O uso de inteligência artificial para criar deepfakes está aumentando a disseminação de imagens e vídeos potencialmente enganosos. Ações militares recentes alimentaram o fluxo de conteúdos que circulam com alegações sobre conflitos, incluindo materiais antigos ou fora de contexto.

Organizações de checagem, como The New York Times, Indicator e Bellingcat, mantêm procedimentos rigorosos para verificar imagens antes de publicar. Especialistas destacam que, ainda que não haja ferramentas infalíveis, padrões elevados de autenticidade ajudam a reduzir a propagação de falsos conteúdos.

A verificação envolve checagens visuais detalhadas, análise de fontes e avaliação de contexto. Mesmo materiais vindos de contas oficiais podem exigir cautela, considerando a possibilidade de manipulação por IA.

Como detectar indícios visuais

Análises apontam falhas sutis, como janelas de aeronaves desproporcionais ou cenários com elementos inconsistentes no fundo. Esses sinais ajudam a identificar conteúdos potencialmente falsos, ainda que não comprovem a falsidade de forma conclusiva.

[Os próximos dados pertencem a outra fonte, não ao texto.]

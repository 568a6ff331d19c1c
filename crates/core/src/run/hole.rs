use super::*;
use crate::*;
use log::{debug, info, warn};

impl RunState {
    /// Sets up the current hole: fresh deck, dealt grid, seeded discard pile, then
    /// every owned caddie's setup hook.
    pub fn start_hole(&mut self, events: &mut EventBus) -> Result<(), RunError> {
        if !matches!(self.state.phase, Phase::Setup | Phase::Shop) {
            return Err(RunError::InvalidPhase(self.state.phase));
        }
        let hole = self
            .current_hole()
            .cloned()
            .ok_or(RunError::MissingHole(self.state.hole_index))?;

        self.round = RoundState {
            deck: self.shuffled_deck(),
            discard: Vec::new(),
            drawn: None,
        };
        let placed = self.player.setup_grid(&mut self.round.deck);
        if placed < CELL_COUNT {
            warn!("stock ran out while dealing: {placed} of {CELL_COUNT} cells filled");
        }
        if let Some(card) = self.round.deck.deal() {
            self.round.discard.push(card);
        }
        self.state.phase = Phase::Setup;
        self.state.turns = 0;
        self.state.last_score = None;
        self.player.extra_reveals = 0;
        self.invoke_setup_hooks(events);

        let quota = self
            .config
            .rules
            .initial_reveals
            .saturating_add(self.player.extra_reveals);
        let hidden = self.player.grid.hidden_cells().len();
        self.state.reveals_left = quota.min(hidden as u8);

        info!(
            "hole {} started: target {}, boss {}, {} reveals",
            hole.hole, hole.target, hole.boss, self.state.reveals_left
        );
        events.push(Event::HoleStarted {
            hole: hole.hole,
            target: hole.target,
            boss: hole.boss,
            reveals: self.state.reveals_left,
        });
        if self.state.reveals_left > 0 {
            self.set_phase(Phase::Reveal, events);
        } else {
            self.enter_play_or_scoring(events);
        }
        Ok(())
    }

    pub fn reveal(&mut self, cell: Cell, events: &mut EventBus) -> Result<(), RunError> {
        self.expect_phase(Phase::Reveal)?;
        self.player.grid.reveal(cell)?;
        self.state.reveals_left = self.state.reveals_left.saturating_sub(1);
        let card = self.player.grid.card(cell);
        debug!("revealed {cell}: {card:?}");
        events.push(Event::CardRevealed { cell, card });
        if self.state.reveals_left == 0 || self.player.grid.all_revealed() {
            self.enter_play_or_scoring(events);
        }
        Ok(())
    }

    /// Takes the top card of `source`. Discard-pile draws fire every owned caddie's
    /// discard hook before the card can be placed.
    pub fn draw(&mut self, source: DrawSource, events: &mut EventBus) -> Result<Card, RunError> {
        self.expect_phase(Phase::Play)?;
        if self.round.drawn.is_some() {
            return Err(RunError::CardAlreadyDrawn);
        }
        let card = match source {
            DrawSource::Stock => self.round.deck.deal().ok_or(RunError::StockEmpty)?,
            DrawSource::Discard => {
                let card = self.round.discard.pop().ok_or(RunError::DiscardEmpty)?;
                self.invoke_discard_hooks(events);
                card
            }
        };
        self.state.turns = self.state.turns.saturating_add(1);
        self.round.drawn = Some(DrawnCard { card, source });
        debug!("turn {}: drew {card} from {source:?}", self.state.turns);
        events.push(Event::CardDrawn { source, card });
        Ok(card)
    }

    pub fn swap_drawn(
        &mut self,
        cell: Cell,
        events: &mut EventBus,
    ) -> Result<Option<Card>, RunError> {
        self.expect_phase(Phase::Play)?;
        let drawn = self.round.drawn.ok_or(RunError::NoCardDrawn)?;
        let displaced = self.player.grid.swap(cell, drawn.card)?;
        self.round.drawn = None;
        if let Some(old) = displaced {
            self.round.discard.push(old);
        }
        debug!("swapped {} into {cell}, displaced {displaced:?}", drawn.card);
        events.push(Event::CardSwapped {
            cell,
            placed: drawn.card,
            displaced,
        });
        if self.player.grid.all_revealed() {
            self.set_phase(Phase::Scoring, events);
        }
        Ok(displaced)
    }

    pub fn discard_drawn(&mut self, events: &mut EventBus) -> Result<(), RunError> {
        self.expect_phase(Phase::Play)?;
        let drawn = self.round.drawn.ok_or(RunError::NoCardDrawn)?;
        if drawn.source == DrawSource::Discard {
            return Err(RunError::MustSwap);
        }
        self.round.drawn = None;
        self.round.discard.push(drawn.card);
        debug!("discarded {}", drawn.card);
        events.push(Event::CardDiscarded { card: drawn.card });
        Ok(())
    }

    pub fn score_hole(&mut self, events: &mut EventBus) -> Result<HoleReport, RunError> {
        self.expect_phase(Phase::Scoring)?;
        let hole = self
            .current_hole()
            .cloned()
            .ok_or(RunError::MissingHole(self.state.hole_index))?;
        let breakdown = self.player.calculate_score();
        let score = breakdown.total;
        self.state.last_score = Some(score);
        events.push(Event::HoleScored {
            base: breakdown.base,
            cancelled: breakdown.cancelled(),
            bonus: breakdown.bonus_total(),
            total: score,
        });

        let success = score <= hole.target;
        let earnings = if success {
            let reward = self.config.earnings_for(hole.target, score);
            self.player.money += reward;
            self.state.earnings += reward;
            self.state.hole_index += 1;
            info!(
                "hole {} cleared with {score} (target {}), earned {reward}",
                hole.hole, hole.target
            );
            events.push(Event::HoleCleared {
                score,
                reward,
                money: self.player.money,
            });
            if self.state.hole_index >= self.config.hole_count() {
                self.set_phase(Phase::Complete, events);
                events.push(Event::RunCompleted {
                    earnings: self.state.earnings,
                    money: self.player.money,
                });
            } else {
                self.set_phase(Phase::Shop, events);
                events.push(Event::ShopEntered {
                    offers: self.shop_offers().len(),
                    money: self.player.money,
                });
            }
            Some(reward)
        } else {
            info!(
                "hole {} failed with {score} (target {})",
                hole.hole, hole.target
            );
            events.push(Event::HoleFailed {
                score,
                target: hole.target,
            });
            self.set_phase(Phase::Failed, events);
            None
        };

        Ok(HoleReport {
            result: HoleResult {
                hole: hole.hole,
                target: hole.target,
                score,
                success,
                earnings,
            },
            breakdown,
        })
    }

    fn enter_play_or_scoring(&mut self, events: &mut EventBus) {
        if self.player.grid.all_revealed() {
            self.set_phase(Phase::Scoring, events);
        } else {
            self.set_phase(Phase::Play, events);
        }
    }
}
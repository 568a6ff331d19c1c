use crate::{Card, Cell, DrawSource, HookPoint, Phase};
use serde::{Deserialize, Serialize};

#[derive(Debug, Clone, Serialize, Deserialize, PartialEq, Eq)]
pub enum Event {
    HoleStarted {
        hole: u8,
        target: i64,
        boss: bool,
        reveals: u8,
    },
    CaddieTriggered {
        name: String,
        hook: HookPoint,
        money_delta: i64,
        reveal_delta: i64,
    },
    CardRevealed {
        cell: Cell,
        card: Option<Card>,
    },
    PhaseChanged {
        phase: Phase,
    },
    CardDrawn {
        source: DrawSource,
        card: Card,
    },
    CardSwapped {
        cell: Cell,
        placed: Card,
        displaced: Option<Card>,
    },
    CardDiscarded {
        card: Card,
    },
    HoleScored {
        base: i64,
        cancelled: i64,
        bonus: i64,
        total: i64,
    },
    HoleCleared {
        score: i64,
        reward: i64,
        money: i64,
    },
    HoleFailed {
        score: i64,
        target: i64,
    },
    ShopEntered {
        offers: usize,
        money: i64,
    },
    CaddieBought {
        name: String,
        cost: i64,
        money: i64,
    },
    RunCompleted {
        earnings: i64,
        money: i64,
    },
}

#[derive(Debug, Default)]
pub struct EventBus {
    queue: Vec<Event>,
}

impl EventBus {
    pub fn push(&mut self, event: Event) {
        self.queue.push(event);
    }

    pub fn drain(&mut self) -> impl Iterator<Item = Event> + '_ {
        self.queue.drain(..)
    }

    pub fn is_empty(&self) -> bool {
        self.queue.is_empty()
    }

    pub fn events(&self) -> &[Event] {
        &self.queue
    }
}
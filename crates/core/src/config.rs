use crate::{default_catalog, Caddie};
use serde::{Deserialize, Serialize};

#[derive(Debug, Clone, Serialize, Deserialize, PartialEq, Eq)]
pub struct HoleConfig {
    pub hole: u8,
    pub target: i64,
    #[serde(default)]
    pub boss: bool,
}

impl HoleConfig {
    pub fn new(hole: u8, target: i64, boss: bool) -> Self {
        Self { hole, target, boss }
    }
}

#[derive(Debug, Clone, Serialize, Deserialize, PartialEq, Eq)]
pub struct RuleConfig {
    #[serde(default = "default_initial_reveals")]
    pub initial_reveals: u8,
    #[serde(default = "default_clear_reward")]
    pub clear_reward: i64,
    #[serde(default)]
    pub starting_money: i64,
}

fn default_initial_reveals() -> u8 {
    2
}

fn default_clear_reward() -> i64 {
    10
}

impl Default for RuleConfig {
    fn default() -> Self {
        Self {
            initial_reveals: default_initial_reveals(),
            clear_reward: default_clear_reward(),
            starting_money: 0,
        }
    }
}

#[derive(Debug, Clone, Serialize, Deserialize, PartialEq, Eq)]
pub struct GameConfig {
    pub holes: Vec<HoleConfig>,
    #[serde(default)]
    pub rules: RuleConfig,
    #[serde(default)]
    pub caddies: Vec<Caddie>,
}

impl GameConfig {
    pub fn standard_holes() -> Vec<HoleConfig> {
        vec![
            HoleConfig::new(1, 25, false),
            HoleConfig::new(2, 20, false),
            HoleConfig::new(3, 15, true),
            HoleConfig::new(4, 10, false),
            HoleConfig::new(5, 5, true),
        ]
    }

    pub fn hole(&self, index: usize) -> Option<&HoleConfig> {
        self.holes.get(index)
    }

    pub fn hole_count(&self) -> usize {
        self.holes.len()
    }

    pub fn caddie(&self, name: &str) -> Option<&Caddie> {
        self.caddies.iter().find(|caddie| caddie.name == name)
    }

    pub fn earnings_for(&self, target: i64, score: i64) -> i64 {
        self.rules.clear_reward + (target - score)
    }
}

impl Default for GameConfig {
    fn default() -> Self {
        Self {
            holes: Self::standard_holes(),
            rules: RuleConfig::default(),
            caddies: default_catalog(),
        }
    }
}
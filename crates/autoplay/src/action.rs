use cosmic_golf_core::{Cell, DrawSource};
use serde::{Deserialize, Serialize};

#[derive(Debug, Clone, Serialize, Deserialize, PartialEq, Eq, Hash)]
pub enum AutoAction {
    Reveal { cell: Cell },
    Draw { source: DrawSource },
    Swap { cell: Cell },
    Discard,
    Buy { name: String },
    LeaveShop,
}

impl AutoAction {
    pub fn stable_key(&self) -> String {
        match self {
            Self::Reveal { cell } => format!("reveal:{}", cell.position()),
            Self::Draw { source } => format!("draw:{}", source_key(*source)),
            Self::Swap { cell } => format!("swap:{}", cell.position()),
            Self::Discard => "discard".to_string(),
            Self::Buy { name } => format!("buy:{name}"),
            Self::LeaveShop => "leave_shop".to_string(),
        }
    }

    pub fn short_label(&self) -> String {
        match self {
            Self::Reveal { cell } => format!("reveal {}", cell.position()),
            Self::Draw { source } => format!("draw {}", source_key(*source)),
            Self::Swap { cell } => format!("swap {}", cell.position()),
            Self::Discard => "discard".to_string(),
            Self::Buy { name } => format!("buy {name}"),
            Self::LeaveShop => "leave shop".to_string(),
        }
    }
}

fn source_key(source: DrawSource) -> &'static str {
    match source {
        DrawSource::Stock => "stock",
        DrawSource::Discard => "discard",
    }
}

#[cfg(test)]
mod tests {
    use super::*;

    #[test]
    fn keys_use_player_positions() {
        let action = AutoAction::Swap {
            cell: Cell::new(2, 0),
        };
        assert_eq!(action.stable_key(), "swap:7");
        assert_eq!(
            AutoAction::Draw {
                source: DrawSource::Discard
            }
            .short_label(),
            "draw discard"
        );
    }
}
use crate::{GameConfig, GameState, GridError, Phase, Player, RoundState, Shuffle};
use thiserror::Error;

mod hole;
mod hooks;
mod shop;
mod state;

#[derive(Debug, Clone, Error, PartialEq, Eq)]
pub enum RunError {
    #[error("invalid phase: {0:?}")]
    InvalidPhase(Phase),
    #[error("grid error: {0}")]
    Grid(#[from] GridError),
    #[error("the stock is empty, draw from the discard pile")]
    StockEmpty,
    #[error("the discard pile is empty")]
    DiscardEmpty,
    #[error("a card is already drawn")]
    CardAlreadyDrawn,
    #[error("no card drawn")]
    NoCardDrawn,
    #[error("a card taken from the discard pile must be swapped in")]
    MustSwap,
    #[error("not enough money: have {have}, need {need}")]
    NotEnoughMoney { have: i64, need: i64 },
    #[error("invalid shop offer index {0}")]
    InvalidOfferIndex(usize),
    #[error("caddie {0} is already owned")]
    CaddieOwned(String),
    #[error("no hole configured at index {0}")]
    MissingHole(usize),
    #[error("neither the stock nor the discard pile has a card")]
    NoLegalDraw,
}

impl RunError {
    /// Errors caused by a player choice; the caller re-prompts and nothing was mutated.
    /// The rest are structural defects and end the run.
    pub fn is_recoverable(&self) -> bool {
        !matches!(
            self,
            RunError::MissingHole(_) | RunError::NoLegalDraw | RunError::CaddieOwned(_)
        )
    }
}

#[derive(Debug)]
pub struct RunState {
    pub config: GameConfig,
    pub player: Player,
    pub state: GameState,
    pub round: RoundState,
    shuffle: Box<dyn Shuffle>,
}

#[cfg(test)]
mod tests {
    use super::*;
    use crate::Cell;

    #[test]
    fn only_structural_errors_are_fatal() {
        let recoverable = [
            RunError::InvalidPhase(Phase::Setup),
            RunError::Grid(GridError::AlreadyRevealed(Cell::new(0, 0))),
            RunError::StockEmpty,
            RunError::DiscardEmpty,
            RunError::MustSwap,
            RunError::NotEnoughMoney { have: 0, need: 40 },
            RunError::InvalidOfferIndex(3),
        ];
        assert!(recoverable.iter().all(RunError::is_recoverable));
        let fatal = [
            RunError::MissingHole(5),
            RunError::NoLegalDraw,
            RunError::CaddieOwned("Scavenger".to_string()),
        ];
        assert!(fatal.iter().all(|err| !err.is_recoverable()));
    }
}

Importância da origem e reputação da fonte

Imagens publicadas por contas com histórico duvidoso devem ser avaliadas com cuidado. A publicação em contextos relevantes não assegura autenticidade, especialmente quando a qualidade da imagem é baixa ou o enquadramento é incompleto.

Rastro digital e confirmação de contexto

Pesquisa reversa de imagens e a checagem de conteúdos em outras plataformas são úteis para localizar origens distintas. Metodologias de investigações abertas, como cross-referência de imagens, ajudam a situar a veracidade no tempo e no espaço.

Data, local e metodologia de verificação

Ferramentas de geolocalização, mapas e informações de época ajudam a confirmar onde e quando um material foi supostamente capturado. Metodologias de verificação também consideram a procedência, incluindo a cadeia de produção do conteúdo e a contextualização de informações.